#### [Exercise aim]
Would you return, word for word, the lines of the data below from the line with "and asks for" through the line with "expression, or an", and no others?

BEGIN Given data

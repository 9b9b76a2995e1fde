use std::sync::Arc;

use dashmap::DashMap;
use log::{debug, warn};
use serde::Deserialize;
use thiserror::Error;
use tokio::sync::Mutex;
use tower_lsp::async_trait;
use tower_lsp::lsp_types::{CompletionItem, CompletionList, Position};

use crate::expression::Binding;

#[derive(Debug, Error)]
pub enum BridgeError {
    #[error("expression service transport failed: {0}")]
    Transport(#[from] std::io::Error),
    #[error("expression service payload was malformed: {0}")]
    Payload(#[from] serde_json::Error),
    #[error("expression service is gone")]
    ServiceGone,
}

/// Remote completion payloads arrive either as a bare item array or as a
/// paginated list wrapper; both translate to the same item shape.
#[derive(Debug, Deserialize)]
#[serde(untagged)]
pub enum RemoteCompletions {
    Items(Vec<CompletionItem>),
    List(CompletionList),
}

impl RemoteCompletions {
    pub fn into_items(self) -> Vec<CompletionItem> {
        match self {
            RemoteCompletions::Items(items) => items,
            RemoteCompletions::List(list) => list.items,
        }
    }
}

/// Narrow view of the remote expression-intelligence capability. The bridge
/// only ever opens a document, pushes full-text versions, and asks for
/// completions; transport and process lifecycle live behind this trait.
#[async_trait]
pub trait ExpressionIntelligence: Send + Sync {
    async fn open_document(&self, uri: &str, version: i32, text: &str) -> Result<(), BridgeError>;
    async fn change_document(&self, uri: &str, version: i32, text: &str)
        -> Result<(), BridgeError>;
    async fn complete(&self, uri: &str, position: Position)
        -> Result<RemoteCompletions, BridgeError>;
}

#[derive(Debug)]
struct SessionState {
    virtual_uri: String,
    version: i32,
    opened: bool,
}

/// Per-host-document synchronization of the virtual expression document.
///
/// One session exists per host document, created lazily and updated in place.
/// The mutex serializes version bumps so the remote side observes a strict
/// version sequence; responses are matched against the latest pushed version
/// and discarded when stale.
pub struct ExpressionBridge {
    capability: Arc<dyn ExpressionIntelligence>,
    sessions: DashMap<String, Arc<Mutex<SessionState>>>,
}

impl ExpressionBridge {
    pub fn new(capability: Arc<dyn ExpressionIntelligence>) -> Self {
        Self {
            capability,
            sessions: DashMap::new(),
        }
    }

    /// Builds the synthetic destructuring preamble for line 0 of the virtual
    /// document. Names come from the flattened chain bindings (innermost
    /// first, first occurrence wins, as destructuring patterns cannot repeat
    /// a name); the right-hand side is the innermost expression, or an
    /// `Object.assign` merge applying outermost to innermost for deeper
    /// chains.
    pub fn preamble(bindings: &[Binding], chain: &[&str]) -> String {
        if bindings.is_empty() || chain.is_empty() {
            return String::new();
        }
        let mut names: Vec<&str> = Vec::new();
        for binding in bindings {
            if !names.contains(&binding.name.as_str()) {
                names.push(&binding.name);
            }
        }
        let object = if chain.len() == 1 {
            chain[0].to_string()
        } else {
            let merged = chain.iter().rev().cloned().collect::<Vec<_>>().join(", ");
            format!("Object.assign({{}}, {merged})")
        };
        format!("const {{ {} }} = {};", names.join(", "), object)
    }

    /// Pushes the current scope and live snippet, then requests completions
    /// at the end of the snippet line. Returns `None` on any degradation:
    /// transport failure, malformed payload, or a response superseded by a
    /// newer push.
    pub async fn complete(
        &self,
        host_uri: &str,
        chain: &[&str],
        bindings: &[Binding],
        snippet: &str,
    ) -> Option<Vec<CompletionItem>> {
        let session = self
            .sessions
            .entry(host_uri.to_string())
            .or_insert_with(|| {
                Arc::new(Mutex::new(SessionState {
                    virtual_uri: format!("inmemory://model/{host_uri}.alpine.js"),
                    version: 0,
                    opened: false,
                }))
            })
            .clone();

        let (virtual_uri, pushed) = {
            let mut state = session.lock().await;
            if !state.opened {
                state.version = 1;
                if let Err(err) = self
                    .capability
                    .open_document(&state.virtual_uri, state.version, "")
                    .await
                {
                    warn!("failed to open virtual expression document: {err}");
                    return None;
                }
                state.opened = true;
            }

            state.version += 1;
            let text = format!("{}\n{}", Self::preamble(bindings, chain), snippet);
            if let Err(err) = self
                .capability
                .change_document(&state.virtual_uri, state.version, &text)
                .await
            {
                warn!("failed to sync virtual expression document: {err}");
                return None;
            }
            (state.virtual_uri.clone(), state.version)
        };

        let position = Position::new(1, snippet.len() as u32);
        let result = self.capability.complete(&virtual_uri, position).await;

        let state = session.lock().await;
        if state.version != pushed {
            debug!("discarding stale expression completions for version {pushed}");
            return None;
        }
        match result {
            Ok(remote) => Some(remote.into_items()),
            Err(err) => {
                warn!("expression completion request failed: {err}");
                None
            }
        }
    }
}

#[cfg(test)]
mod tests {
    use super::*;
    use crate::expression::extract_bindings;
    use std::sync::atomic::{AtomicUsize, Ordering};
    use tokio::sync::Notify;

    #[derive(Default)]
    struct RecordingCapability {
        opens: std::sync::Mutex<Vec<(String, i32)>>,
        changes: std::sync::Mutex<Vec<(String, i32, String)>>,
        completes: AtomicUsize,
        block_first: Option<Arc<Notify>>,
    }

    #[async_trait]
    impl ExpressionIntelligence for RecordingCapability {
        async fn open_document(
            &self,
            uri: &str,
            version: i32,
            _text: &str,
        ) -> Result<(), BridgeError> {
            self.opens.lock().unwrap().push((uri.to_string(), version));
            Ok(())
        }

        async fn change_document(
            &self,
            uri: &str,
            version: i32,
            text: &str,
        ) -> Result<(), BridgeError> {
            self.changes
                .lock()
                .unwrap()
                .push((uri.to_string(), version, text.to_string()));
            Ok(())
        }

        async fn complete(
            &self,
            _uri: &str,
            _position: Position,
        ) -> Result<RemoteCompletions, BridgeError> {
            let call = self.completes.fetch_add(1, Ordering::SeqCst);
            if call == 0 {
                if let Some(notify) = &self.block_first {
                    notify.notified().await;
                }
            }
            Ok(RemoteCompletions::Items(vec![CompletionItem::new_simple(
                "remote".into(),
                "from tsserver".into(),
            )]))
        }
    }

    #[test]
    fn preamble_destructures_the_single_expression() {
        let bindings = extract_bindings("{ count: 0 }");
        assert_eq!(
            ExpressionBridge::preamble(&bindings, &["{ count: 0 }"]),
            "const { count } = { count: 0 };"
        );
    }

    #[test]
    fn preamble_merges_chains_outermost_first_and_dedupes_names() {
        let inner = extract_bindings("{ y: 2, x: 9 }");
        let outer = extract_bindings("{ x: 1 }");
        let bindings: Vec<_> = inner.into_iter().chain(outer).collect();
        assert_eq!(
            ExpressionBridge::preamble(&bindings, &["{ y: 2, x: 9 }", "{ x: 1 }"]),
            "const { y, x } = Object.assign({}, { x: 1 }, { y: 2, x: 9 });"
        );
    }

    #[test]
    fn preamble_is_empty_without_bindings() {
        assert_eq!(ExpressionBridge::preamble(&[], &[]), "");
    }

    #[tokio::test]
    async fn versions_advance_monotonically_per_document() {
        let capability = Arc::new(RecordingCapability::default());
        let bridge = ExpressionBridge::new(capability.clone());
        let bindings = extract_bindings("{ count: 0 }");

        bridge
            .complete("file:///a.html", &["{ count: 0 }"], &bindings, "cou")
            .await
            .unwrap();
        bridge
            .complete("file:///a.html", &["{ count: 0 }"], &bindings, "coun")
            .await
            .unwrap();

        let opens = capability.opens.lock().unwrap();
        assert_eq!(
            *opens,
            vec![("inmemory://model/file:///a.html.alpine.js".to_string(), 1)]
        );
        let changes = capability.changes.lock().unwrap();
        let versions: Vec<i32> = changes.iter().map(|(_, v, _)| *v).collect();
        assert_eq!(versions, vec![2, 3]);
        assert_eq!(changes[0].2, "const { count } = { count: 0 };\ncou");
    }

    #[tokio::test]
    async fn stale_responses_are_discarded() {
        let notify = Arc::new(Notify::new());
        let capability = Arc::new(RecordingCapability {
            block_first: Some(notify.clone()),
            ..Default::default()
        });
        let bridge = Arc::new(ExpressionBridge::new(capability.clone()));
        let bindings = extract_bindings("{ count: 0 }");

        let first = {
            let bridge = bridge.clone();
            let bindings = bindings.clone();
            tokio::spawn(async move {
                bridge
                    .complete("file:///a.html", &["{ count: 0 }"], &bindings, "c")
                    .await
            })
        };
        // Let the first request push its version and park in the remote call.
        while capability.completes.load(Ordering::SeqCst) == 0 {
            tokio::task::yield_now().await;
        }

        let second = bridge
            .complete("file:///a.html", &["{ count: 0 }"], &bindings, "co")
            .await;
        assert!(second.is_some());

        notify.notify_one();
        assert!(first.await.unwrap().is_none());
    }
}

END Given data

#### [Response to the task]
/// only ever opens a document, pushes full-text versions, and asks for
/// completions; transport and process lifecycle live behind this trait.
#[async_trait]
pub trait ExpressionIntelligence: Send + Sync {
    async fn open_document(&self, uri: &str, version: i32, text: &str) -> Result<(), BridgeError>;
    async fn change_document(&self, uri: &str, version: i32, text: &str)
        -> Result<(), BridgeError>;
    async fn complete(&self, uri: &str, position: Position)
        -> Result<RemoteCompletions, BridgeError>;
}

#[derive(Debug)]
struct SessionState {
    virtual_uri: String,
    version: i32,
    opened: bool,
}

/// Per-host-document synchronization of the virtual expression document.
///
/// One session exists per host document, created lazily and updated in place.
/// The mutex serializes version bumps so the remote side observes a strict
/// version sequence; responses are matched against the latest pushed version
/// and discarded when stale.
pub struct ExpressionBridge {
    capability: Arc<dyn ExpressionIntelligence>,
    sessions: DashMap<String, Arc<Mutex<SessionState>>>,
}

impl ExpressionBridge {
    pub fn new(capability: Arc<dyn ExpressionIntelligence>) -> Self {
        Self {
            capability,
            sessions: DashMap::new(),
        }
    }

    /// Builds the synthetic destructuring preamble for line 0 of the virtual
    /// document. Names come from the flattened chain bindings (innermost
    /// first, first occurrence wins, as destructuring patterns cannot repeat
    /// a name); the right-hand side is the innermost expression, or an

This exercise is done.